Ceux-ci envisagent même « d’ouvrir le débat sur la dotation globale de fonctionnement, dont l’enveloppe globale est gelée depuis 2018 », si le contexte inflationniste venait à persister, alors que plusieurs associations d’élus, dont l'AMF, réclament depuis un certain temps l’indexation de cette dotation sur l’inflation. Pour les magistrats, l’enveloppe globale de la DGF « pourrait faire l’objet d’ajustements conjoncturels, le cas échéant ciblés, sans préjudice d’une réforme de cette dotation à moyen terme ».

En outre, devant la grande hétérogénéité des situations des collectivités, l’institution juge « nécessaire »  une plus grande solidarité entre elles et appelle à une meilleure prévisibilité de leurs ressources.

Elle réclame ainsi une « meilleure répartition »  des ressources entre collectivités, notamment « à travers un renforcement de la péréquation horizontale et la révision des indicateurs financiers utilisés pour la répartition des dotations ». 

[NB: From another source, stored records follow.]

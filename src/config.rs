//! Options controlling how documents are opened and saved.

use std::time::Duration;

/// Default limit on the size of a byte source (1 GiB).
pub const DEFAULT_MAX_FILE_SIZE: u64 = 0x4000_0000;

/// Options for opening a document.
///
/// # Example
///
/// ```
/// use pdf_engine::config::OpenOptions;
/// use std::time::Duration;
///
/// let strict = OpenOptions::strict();
/// assert!(!strict.allow_malformed_streams);
///
/// let tuned = OpenOptions::default()
///     .with_object_cache_ttl(Duration::from_secs(5))
///     .with_max_file_size(64 * 1024 * 1024);
/// assert_eq!(tuned.max_file_size, 64 * 1024 * 1024);
/// ```
#[derive(Debug, Clone)]
pub struct OpenOptions {
    /// Fail on the first structural problem instead of attempting recovery
    ///
    /// When false, a broken `startxref` chain falls back to scanning the file
    /// for object headers.
    pub strict: bool,

    /// Maximum array/dictionary nesting depth
    pub max_nesting: usize,

    /// Maximum depth for reference chains, object-stream `Extends` chains and
    /// nested form XObjects
    pub max_recursion_depth: u32,

    /// Largest byte source accepted by `open`
    pub max_file_size: u64,

    /// Maximum decompressed stream size in bytes (0 = unlimited)
    pub max_decompressed_size: usize,

    /// Maximum decompressed:compressed ratio (0 = unlimited)
    pub max_decompression_ratio: u32,

    /// Age after which cached objects are evicted
    pub object_cache_ttl: Duration,

    /// Age after which decoded object streams are evicted
    pub object_stream_cache_ttl: Duration,

    /// Bytes read first when parsing an indirect object; doubled until the
    /// object fits
    pub read_window: usize,

    /// Scan forward for `endstream` when the declared `Length` does not land on it
    pub allow_malformed_streams: bool,
}

impl Default for OpenOptions {
    fn default() -> Self {
        Self::lenient()
    }
}

impl OpenOptions {
    /// Strict options: no recovery paths.
    pub fn strict() -> Self {
        Self {
            strict: true,
            allow_malformed_streams: false,
            ..Self::lenient()
        }
    }

    /// Lenient options: repair what can be repaired.
    pub fn lenient() -> Self {
        Self {
            strict: false,
            max_nesting: 100,
            max_recursion_depth: 64,
            max_file_size: DEFAULT_MAX_FILE_SIZE,
            max_decompressed_size: 256 * 1024 * 1024,
            max_decompression_ratio: 0,
            object_cache_ttl: Duration::from_secs(60),
            object_stream_cache_ttl: Duration::from_secs(60),
            read_window: 4096,
            allow_malformed_streams: true,
        }
    }

    /// Set the object cache expiry.
    pub fn with_object_cache_ttl(mut self, ttl: Duration) -> Self {
        self.object_cache_ttl = ttl;
        self
    }

    /// Set the object-stream cache expiry.
    pub fn with_object_stream_cache_ttl(mut self, ttl: Duration) -> Self {
        self.object_stream_cache_ttl = ttl;
        self
    }

    /// Set the largest accepted byte source.
    pub fn with_max_file_size(mut self, size: u64) -> Self {
        self.max_file_size = size;
        self
    }

    /// Set the decompressed size limit.
    pub fn with_max_decompressed_size(mut self, size: usize) -> Self {
        self.max_decompressed_size = size;
        self
    }

    /// Set the initial read window for indirect objects.
    pub fn with_read_window(mut self, window: usize) -> Self {
        self.read_window = window;
        self
    }
}

/// Options for saving a document.
#[derive(Debug, Clone, Default)]
pub struct SaveOptions {
    /// Flate-encode streams that carry no `Filter`
    pub compress_streams: bool,
}

impl SaveOptions {
    /// Enable or disable stream compression.
    pub fn with_compression(mut self, enable: bool) -> Self {
        self.compress_streams = enable;
        self
    }
}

De plus, elle préconise « d’améliorer la prévisibilité des recettes locales, alors que leur plus grande sensibilité à la conjoncture économique est susceptible d’entraîner des variations importantes du niveau des ressources annuelles affectées à chaque collectivité ».

Les magistrats financiers considèrent ainsi que « deux modèles contracycliques sont possibles, l’un consistant à encadrer la dynamique de recettes, l’autre à développer des mécanismes d’autoassurance collective ou individuelle », tout en relativisant toutefois ces deux approches, « destinées à compenser la volatilité croissante des recettes locales ». Selon eux, celles-ci ne sont « pas nécessairement adaptées à toutes les catégories de collectivités »  et « ne constituent pas non plus l’unique réponse à la diversité des structures de ressources des collectivités ».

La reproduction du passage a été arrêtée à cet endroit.